- Promotional poster featuring Tayshia Adams
- Starring: Clare Crawley; Tayshia Adams;
- Presented by: Chris Harrison; JoJo Fletcher;
- No. of contestants: 35
- Winners: Dale Moss; Zac Clark;
- Runner-up: Ben Smith
- No. of episodes: 12

Release
- Original network: ABC
- Original release: October 13 – December 22, 2020

Additional information
- Filming dates: July 18 – September 1, 2020

Season chronology
- ← Previous Season 15Next → Season 17

= The Bachelorette (American TV series) season 16 =

16th season of television series

The sixteenth season of The Bachelorette premiered on October 13, 2020. It features Clare Crawley, a 39-year-old hairstylist from Sacramento, California, and Tayshia Adams, a 29-year-old phlebotomist from Corona del Mar, California.

The season was originally set to premiere on May 18, 2020, however the COVID-19 pandemic forced production to postpone indefinitely. The season also aired on Tuesday nights instead of its regular Monday night timeslot.

Crawley was the runner-up on the 18th season of The Bachelor featuring Juan Pablo Galavis. She also made appearances on seasons one and two of Bachelor in Paradise, and on Bachelor Winter Games. At 39, Crawley is the oldest Bachelorette in the show's history; the previous oldest Bachelorette was Rachel Lindsay, who was 32 on her season. Due to the pandemic, the entire season was filmed at La Quinta Resort & Club in La Quinta, California. Crawley departed the show in episode 4 after choosing 31-year-old Dale Moss as her fiancé. Moss became the first African American winner in the franchise's history. The couple broke up on January 19, 2021. They got back together soon after, but broke up for good on September 27, 2021.
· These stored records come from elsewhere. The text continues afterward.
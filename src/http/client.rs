//! HTTP client for JSON-RPC endpoints
//!
//! Thin wrapper over a pooled `reqwest::Client` that posts JSON bodies and
//! maps transport failures onto [`HttpError`] variants the benchmark can count.

use reqwest::{
    header::{HeaderMap, HeaderName, HeaderValue, CONTENT_TYPE},
    Client,
};
use serde::{Deserialize, Serialize};
use std::collections::BTreeMap;
use std::time::Duration;
use thiserror::Error;
use tracing::debug;

/// HTTP client errors
#[derive(Error, Debug, Clone, PartialEq, Eq)]
pub enum HttpError {
    #[error("Timeout after {0:?}")]
    Timeout(Duration),

    #[error("Connection failed to {url}: {reason}")]
    Connect { url: String, reason: String },

    #[error("Request failed: {0}")]
    RequestFailed(String),

    #[error("Failed to read response body (status {status}): {reason}")]
    Body { status: u16, reason: String },

    #[error("Invalid header '{name}': {reason}")]
    InvalidHeader { name: String, reason: String },

    #[error("Failed to create HTTP client: {0}")]
    Build(String),
}

impl HttpError {
    /// Map a reqwest failure onto our error kinds
    fn from_reqwest(e: reqwest::Error, url: &str, timeout: Duration) -> Self {
        if e.is_timeout() {
            HttpError::Timeout(timeout)
        } else if e.is_connect() {
            HttpError::Connect {
                url: url.to_string(),
                reason: e.to_string(),
            }
        } else {
            HttpError::RequestFailed(e.to_string())
        }
    }

    /// Status code observed before the failure, if any
    pub fn status_code(&self) -> Option<u16> {
        match self {
            HttpError::Body { status, .. } => Some(*status),
            _ => None,
        }
    }
}

/// Build the outgoing header map from caller headers.
///
/// `Content-Type: application/json` always overrides a caller-provided value.
pub fn build_headers(headers: &BTreeMap<String, String>) -> Result<HeaderMap, HttpError> {
    let mut map = HeaderMap::with_capacity(headers.len() + 1);

    for (key, value) in headers {
        let name = HeaderName::from_bytes(key.trim().as_bytes()).map_err(|e| {
            HttpError::InvalidHeader {
                name: key.clone(),
                reason: e.to_string(),
            }
        })?;
        let value = HeaderValue::from_str(value.trim()).map_err(|e| HttpError::InvalidHeader {
            name: key.clone(),
            reason: e.to_string(),
        })?;
        map.insert(name, value);
    }

    map.insert(CONTENT_TYPE, HeaderValue::from_static("application/json"));
    Ok(map)
}

/// HTTP client shared by every request of one benchmark run
#[derive(Clone, Debug)]
pub struct HttpClient {
    client: Client,
    timeout: Duration,
}

impl HttpClient {
    /// Create client with a per-request timeout
    pub fn with_timeout(timeout: Duration) -> Result<Self, HttpError> {
        let client = Client::builder()
            .timeout(timeout)
            .build()
            .map_err(|e| HttpError::Build(e.to_string()))?;

        Ok(Self { client, timeout })
    }

    /// POST a JSON body and read the full response
    pub async fn post_json(
        &self,
        url: &str,
        headers: &HeaderMap,
        body: String,
    ) -> Result<HttpResponse, HttpError> {
        debug!("Sending POST to {}", url);

        let response = self
            .client
            .post(url)
            .headers(headers.clone())
            .body(body)
            .send()
            .await
            .map_err(|e| HttpError::from_reqwest(e, url, self.timeout))?;

        let status = response.status().as_u16();

        let body = response.text().await.map_err(|e| {
            if e.is_timeout() {
                HttpError::Timeout(self.timeout)
            } else {
                HttpError::Body {
                    status,
                    reason: e.to_string(),
                }
            }
        })?;

        debug!("Response: {} ({} bytes)", status, body.len());

        Ok(HttpResponse {
            status_code: status,
            body,
        })
    }
}

/// HTTP response
#[derive(Clone, Debug, Serialize, Deserialize)]
pub struct HttpResponse {
    pub status_code: u16,
    pub body: String,
}

impl HttpResponse {
    pub fn is_ok(&self) -> bool {
        self.status_code == 200
    }
}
Adams finished in third place on the 23rd season of The Bachelor featuring Colton Underwood. She also made an appearance on season 6 of Bachelor in Paradise. The season concluded on December 22, 2020, with Adams accepting a proposal from 36-year-old addiction specialist Zac Clark. They ended their engagement on November 22, 2021.

==Production==

The original promotional poster of the season featuring Clare Crawley

===Casting and contestants===
Clare Crawley was named as the Bachelorette on Good Morning America on March 2, 2020. Some of the other women who were considered for the role include season 22's Tia Booth and Kendall Long, season 23's Tayshia Adams and Katie Morton, previous Bachelorette Hannah Brown, and season 24's Kelsey Weier. Adams would eventually take the role after Crawley's dismissal from the show (see below).

Notable contestants for this season include football players Dale Moss, Jason Foster and Uzoma Nwachukwu; and Tyler Smith, who is the brother of country music singer Granger Smith.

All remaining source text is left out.